Work to complete
Return only those lines of the listing in which "ghost" appears.

Data Block Start

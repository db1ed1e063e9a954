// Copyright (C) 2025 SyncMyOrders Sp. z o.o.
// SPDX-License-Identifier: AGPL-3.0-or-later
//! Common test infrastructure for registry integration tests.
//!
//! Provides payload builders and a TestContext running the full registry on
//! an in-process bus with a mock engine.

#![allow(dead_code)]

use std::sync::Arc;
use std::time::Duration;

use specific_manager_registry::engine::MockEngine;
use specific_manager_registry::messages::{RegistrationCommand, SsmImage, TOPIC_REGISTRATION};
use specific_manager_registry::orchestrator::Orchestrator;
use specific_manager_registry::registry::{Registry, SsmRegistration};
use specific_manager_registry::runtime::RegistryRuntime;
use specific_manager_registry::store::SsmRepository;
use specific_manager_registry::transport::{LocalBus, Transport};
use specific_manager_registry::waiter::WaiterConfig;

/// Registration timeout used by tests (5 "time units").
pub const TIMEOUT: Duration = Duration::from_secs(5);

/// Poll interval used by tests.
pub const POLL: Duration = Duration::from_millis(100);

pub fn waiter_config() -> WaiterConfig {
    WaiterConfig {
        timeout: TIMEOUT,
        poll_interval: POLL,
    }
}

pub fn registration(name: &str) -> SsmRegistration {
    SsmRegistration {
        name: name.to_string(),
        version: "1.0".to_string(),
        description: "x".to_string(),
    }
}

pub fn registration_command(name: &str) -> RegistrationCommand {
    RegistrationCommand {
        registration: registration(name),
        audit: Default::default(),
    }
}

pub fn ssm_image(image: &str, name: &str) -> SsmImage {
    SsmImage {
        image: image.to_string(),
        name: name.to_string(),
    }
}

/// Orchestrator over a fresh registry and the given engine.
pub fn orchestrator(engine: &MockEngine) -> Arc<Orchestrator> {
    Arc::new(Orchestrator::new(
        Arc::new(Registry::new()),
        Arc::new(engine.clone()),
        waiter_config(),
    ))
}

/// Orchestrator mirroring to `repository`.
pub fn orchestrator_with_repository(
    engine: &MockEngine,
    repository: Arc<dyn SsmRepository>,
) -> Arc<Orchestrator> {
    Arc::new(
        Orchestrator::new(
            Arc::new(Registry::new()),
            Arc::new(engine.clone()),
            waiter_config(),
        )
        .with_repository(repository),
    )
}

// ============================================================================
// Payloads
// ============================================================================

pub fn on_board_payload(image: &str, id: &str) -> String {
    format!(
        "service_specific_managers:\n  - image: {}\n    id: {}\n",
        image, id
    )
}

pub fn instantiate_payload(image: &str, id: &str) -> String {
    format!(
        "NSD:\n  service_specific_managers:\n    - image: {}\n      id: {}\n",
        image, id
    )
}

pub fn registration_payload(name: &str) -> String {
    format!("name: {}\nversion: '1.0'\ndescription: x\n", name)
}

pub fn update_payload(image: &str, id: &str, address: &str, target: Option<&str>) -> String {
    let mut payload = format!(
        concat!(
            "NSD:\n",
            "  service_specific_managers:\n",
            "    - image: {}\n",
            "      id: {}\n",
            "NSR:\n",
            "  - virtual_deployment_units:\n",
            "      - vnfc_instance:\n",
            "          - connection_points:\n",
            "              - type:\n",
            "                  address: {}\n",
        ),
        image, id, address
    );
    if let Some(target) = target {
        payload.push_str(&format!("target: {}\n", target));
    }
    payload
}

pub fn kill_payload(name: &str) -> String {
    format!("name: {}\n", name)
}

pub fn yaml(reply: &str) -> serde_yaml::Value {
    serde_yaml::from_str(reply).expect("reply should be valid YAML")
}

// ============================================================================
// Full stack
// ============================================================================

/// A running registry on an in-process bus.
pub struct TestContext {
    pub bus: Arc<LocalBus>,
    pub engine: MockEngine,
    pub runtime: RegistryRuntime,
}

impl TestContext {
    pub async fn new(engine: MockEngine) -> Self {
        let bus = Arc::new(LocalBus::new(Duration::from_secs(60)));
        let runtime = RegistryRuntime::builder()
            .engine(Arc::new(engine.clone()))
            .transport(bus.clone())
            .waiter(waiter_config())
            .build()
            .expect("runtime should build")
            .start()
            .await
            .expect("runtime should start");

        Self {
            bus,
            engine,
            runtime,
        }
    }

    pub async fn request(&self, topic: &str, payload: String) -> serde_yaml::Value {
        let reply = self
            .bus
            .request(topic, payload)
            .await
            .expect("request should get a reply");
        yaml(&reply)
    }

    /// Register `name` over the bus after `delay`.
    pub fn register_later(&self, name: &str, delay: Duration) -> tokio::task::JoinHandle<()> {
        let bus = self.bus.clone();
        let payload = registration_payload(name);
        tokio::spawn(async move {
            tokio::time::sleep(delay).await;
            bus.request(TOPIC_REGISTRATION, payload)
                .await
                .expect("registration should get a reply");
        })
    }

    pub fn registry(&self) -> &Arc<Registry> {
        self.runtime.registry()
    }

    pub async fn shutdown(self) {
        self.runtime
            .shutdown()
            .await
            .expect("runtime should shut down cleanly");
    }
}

Data Block End
Data Block Start

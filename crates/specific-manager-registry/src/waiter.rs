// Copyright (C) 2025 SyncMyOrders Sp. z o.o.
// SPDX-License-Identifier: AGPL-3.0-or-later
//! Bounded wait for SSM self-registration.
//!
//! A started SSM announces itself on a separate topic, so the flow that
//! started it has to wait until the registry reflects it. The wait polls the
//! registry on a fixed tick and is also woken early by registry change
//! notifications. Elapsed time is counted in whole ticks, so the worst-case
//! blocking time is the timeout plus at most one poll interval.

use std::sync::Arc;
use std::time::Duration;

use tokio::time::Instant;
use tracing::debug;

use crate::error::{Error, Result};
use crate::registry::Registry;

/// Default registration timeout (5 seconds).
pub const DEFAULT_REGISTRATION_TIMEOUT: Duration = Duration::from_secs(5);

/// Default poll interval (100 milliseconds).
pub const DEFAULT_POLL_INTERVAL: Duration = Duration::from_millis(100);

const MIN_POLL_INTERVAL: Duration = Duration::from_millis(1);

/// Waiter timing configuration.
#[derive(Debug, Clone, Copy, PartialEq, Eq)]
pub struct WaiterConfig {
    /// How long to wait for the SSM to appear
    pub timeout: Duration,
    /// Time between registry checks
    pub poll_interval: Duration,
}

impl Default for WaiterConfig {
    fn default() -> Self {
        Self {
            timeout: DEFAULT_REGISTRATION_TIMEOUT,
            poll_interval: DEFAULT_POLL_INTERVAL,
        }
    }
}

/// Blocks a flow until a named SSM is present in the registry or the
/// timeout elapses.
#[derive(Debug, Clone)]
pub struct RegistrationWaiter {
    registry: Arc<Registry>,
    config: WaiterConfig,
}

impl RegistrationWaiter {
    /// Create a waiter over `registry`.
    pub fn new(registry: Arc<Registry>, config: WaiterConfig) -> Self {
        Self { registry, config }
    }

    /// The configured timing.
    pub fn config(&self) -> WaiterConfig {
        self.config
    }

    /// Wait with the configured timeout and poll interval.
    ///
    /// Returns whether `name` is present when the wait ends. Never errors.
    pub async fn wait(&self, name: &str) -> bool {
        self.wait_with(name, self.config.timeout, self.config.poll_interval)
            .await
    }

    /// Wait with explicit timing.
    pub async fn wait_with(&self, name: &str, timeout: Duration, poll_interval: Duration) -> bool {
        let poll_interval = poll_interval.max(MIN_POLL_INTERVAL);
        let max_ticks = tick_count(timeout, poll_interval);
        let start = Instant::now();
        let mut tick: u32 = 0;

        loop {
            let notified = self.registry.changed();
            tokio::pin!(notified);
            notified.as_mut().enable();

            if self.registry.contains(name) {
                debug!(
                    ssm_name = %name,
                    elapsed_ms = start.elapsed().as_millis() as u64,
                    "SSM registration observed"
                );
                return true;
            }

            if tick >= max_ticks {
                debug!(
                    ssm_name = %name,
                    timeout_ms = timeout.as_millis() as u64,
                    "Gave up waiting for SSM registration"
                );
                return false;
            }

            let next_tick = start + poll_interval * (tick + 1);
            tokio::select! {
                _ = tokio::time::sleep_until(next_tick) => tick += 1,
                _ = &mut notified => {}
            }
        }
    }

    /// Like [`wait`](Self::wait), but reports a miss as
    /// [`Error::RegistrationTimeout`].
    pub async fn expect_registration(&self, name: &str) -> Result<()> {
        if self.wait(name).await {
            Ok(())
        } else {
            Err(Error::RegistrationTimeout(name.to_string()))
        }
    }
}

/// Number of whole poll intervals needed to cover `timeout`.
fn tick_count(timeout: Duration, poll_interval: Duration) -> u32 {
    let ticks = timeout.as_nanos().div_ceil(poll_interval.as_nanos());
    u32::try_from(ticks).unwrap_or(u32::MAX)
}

Data Block End
Data Block Start

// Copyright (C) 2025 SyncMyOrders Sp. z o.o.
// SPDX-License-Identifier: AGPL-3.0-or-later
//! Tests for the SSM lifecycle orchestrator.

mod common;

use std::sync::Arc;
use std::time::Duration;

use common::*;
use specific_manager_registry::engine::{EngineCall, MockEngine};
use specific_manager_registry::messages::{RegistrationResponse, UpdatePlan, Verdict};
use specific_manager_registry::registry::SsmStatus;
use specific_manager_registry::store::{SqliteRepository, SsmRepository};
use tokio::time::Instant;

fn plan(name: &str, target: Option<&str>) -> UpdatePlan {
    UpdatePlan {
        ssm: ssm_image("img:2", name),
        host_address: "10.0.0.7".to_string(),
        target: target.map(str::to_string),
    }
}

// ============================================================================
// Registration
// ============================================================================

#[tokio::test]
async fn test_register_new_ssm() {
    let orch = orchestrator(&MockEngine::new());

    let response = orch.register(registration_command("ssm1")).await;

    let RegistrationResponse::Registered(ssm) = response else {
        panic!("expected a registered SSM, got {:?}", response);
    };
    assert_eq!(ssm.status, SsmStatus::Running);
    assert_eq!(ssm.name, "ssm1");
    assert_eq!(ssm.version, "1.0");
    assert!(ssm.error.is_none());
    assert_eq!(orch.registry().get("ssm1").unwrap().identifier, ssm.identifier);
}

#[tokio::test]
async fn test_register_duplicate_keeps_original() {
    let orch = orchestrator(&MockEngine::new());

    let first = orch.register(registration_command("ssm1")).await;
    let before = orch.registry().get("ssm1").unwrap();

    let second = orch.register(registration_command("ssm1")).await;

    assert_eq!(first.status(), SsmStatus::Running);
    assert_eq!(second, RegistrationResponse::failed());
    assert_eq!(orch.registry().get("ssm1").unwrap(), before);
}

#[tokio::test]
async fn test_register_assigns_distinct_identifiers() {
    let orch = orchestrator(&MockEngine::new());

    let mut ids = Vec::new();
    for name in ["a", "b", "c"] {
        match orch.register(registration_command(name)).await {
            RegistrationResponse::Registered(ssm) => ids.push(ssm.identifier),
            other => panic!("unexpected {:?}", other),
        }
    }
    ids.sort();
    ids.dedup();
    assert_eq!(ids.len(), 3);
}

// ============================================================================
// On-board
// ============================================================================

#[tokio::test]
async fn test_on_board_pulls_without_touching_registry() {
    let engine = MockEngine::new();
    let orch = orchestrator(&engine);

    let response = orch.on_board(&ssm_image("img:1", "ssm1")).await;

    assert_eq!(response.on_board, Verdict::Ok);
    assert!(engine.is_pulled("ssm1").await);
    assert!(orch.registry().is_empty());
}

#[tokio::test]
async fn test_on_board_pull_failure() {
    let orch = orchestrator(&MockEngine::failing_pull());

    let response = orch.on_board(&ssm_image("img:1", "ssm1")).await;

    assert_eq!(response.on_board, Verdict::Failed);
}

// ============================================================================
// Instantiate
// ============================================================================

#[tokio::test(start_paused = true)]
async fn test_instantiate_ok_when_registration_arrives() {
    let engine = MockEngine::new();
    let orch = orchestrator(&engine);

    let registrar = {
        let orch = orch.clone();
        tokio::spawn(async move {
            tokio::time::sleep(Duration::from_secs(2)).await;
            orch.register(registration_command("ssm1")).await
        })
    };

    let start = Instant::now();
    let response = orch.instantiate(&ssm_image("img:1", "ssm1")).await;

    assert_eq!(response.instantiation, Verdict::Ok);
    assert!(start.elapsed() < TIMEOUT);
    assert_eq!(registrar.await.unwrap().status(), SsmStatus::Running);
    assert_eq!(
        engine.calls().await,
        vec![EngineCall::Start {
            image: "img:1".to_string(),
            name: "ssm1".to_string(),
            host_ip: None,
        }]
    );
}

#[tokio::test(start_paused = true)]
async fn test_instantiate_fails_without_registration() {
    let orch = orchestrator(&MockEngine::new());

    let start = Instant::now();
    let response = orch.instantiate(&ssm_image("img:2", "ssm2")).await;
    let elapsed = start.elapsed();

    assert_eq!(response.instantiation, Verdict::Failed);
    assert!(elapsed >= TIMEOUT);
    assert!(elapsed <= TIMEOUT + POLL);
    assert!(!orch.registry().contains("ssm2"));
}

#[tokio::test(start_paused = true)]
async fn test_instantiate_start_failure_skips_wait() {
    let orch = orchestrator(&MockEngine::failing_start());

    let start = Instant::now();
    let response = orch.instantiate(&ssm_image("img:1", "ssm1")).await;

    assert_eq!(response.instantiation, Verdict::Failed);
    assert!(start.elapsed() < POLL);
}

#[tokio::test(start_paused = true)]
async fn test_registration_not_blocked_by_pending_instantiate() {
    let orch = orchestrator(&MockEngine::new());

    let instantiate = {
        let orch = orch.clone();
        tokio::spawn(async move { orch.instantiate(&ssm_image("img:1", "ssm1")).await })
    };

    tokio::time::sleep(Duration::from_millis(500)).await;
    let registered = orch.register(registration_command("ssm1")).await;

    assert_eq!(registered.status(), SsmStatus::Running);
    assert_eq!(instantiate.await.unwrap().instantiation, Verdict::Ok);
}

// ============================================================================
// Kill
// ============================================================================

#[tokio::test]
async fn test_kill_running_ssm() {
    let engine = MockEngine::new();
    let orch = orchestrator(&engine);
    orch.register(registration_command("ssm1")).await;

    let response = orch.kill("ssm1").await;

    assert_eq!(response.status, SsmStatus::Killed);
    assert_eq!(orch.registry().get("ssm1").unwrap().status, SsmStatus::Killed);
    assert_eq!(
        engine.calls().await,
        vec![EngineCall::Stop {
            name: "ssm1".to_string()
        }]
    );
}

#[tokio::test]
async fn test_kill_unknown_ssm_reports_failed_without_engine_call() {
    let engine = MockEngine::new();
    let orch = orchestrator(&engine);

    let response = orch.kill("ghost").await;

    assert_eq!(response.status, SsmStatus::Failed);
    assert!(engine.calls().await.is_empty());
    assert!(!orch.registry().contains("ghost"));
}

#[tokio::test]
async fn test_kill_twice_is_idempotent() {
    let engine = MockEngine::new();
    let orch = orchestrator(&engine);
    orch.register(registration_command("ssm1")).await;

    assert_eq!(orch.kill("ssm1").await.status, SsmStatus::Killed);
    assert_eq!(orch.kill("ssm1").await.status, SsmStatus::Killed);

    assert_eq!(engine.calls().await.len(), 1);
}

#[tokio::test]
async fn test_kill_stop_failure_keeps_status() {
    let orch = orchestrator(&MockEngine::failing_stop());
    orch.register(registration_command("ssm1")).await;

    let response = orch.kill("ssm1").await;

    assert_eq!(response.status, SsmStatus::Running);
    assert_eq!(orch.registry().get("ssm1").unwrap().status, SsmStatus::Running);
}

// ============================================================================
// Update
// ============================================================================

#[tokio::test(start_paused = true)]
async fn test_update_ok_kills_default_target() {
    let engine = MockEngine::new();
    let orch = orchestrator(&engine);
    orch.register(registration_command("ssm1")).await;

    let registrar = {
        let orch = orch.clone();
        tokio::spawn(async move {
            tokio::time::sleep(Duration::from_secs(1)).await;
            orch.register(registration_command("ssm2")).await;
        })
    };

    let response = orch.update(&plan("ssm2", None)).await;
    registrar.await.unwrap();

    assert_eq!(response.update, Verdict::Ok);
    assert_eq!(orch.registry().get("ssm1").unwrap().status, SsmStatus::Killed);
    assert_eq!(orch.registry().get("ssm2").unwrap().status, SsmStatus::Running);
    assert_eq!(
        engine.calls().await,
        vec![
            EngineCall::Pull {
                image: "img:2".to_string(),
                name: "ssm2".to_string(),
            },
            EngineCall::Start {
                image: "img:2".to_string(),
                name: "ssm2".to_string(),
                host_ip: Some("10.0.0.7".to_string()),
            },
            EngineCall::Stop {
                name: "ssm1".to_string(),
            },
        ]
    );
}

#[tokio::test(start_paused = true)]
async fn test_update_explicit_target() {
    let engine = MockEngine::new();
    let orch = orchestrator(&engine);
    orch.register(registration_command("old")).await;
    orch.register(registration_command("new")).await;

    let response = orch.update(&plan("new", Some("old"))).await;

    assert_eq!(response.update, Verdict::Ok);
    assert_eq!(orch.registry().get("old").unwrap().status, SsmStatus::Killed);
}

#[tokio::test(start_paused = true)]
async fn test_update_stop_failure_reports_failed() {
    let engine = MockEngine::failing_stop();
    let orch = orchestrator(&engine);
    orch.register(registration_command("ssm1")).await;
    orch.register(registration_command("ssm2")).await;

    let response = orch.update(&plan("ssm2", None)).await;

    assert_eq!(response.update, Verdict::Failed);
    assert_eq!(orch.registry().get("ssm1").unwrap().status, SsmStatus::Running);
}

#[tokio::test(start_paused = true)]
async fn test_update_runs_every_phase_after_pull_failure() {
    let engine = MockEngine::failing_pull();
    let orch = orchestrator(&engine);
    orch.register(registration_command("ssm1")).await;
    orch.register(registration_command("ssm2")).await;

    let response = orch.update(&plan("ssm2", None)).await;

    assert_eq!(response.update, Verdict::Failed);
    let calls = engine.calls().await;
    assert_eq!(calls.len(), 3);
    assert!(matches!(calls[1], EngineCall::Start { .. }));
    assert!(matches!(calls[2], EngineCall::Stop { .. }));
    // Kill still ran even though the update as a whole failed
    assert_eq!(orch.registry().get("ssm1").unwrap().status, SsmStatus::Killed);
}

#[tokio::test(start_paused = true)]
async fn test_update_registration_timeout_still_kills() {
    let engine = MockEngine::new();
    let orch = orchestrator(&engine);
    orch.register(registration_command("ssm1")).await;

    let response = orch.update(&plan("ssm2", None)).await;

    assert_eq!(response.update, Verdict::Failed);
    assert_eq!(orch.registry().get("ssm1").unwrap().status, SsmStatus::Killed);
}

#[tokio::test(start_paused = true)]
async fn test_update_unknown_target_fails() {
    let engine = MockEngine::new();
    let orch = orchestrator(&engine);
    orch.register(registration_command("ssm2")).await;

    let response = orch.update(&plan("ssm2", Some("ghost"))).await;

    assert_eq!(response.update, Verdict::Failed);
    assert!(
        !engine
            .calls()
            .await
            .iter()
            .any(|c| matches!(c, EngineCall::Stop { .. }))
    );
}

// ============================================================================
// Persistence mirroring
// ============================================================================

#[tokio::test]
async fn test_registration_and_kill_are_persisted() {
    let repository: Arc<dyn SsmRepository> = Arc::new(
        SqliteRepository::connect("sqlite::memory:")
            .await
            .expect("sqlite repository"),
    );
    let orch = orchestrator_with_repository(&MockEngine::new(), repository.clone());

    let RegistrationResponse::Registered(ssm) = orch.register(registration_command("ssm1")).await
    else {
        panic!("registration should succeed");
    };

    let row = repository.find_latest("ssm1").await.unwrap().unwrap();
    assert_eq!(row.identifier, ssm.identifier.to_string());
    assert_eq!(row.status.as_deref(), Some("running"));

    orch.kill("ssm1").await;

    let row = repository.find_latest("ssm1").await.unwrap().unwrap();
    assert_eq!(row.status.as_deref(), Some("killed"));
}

Data Block End

Answer to the exercise
    let response = orch.kill("ghost").await;
    assert!(!orch.registry().contains("ghost"));
    let response = orch.update(&plan("ssm2", Some("ghost"))).await;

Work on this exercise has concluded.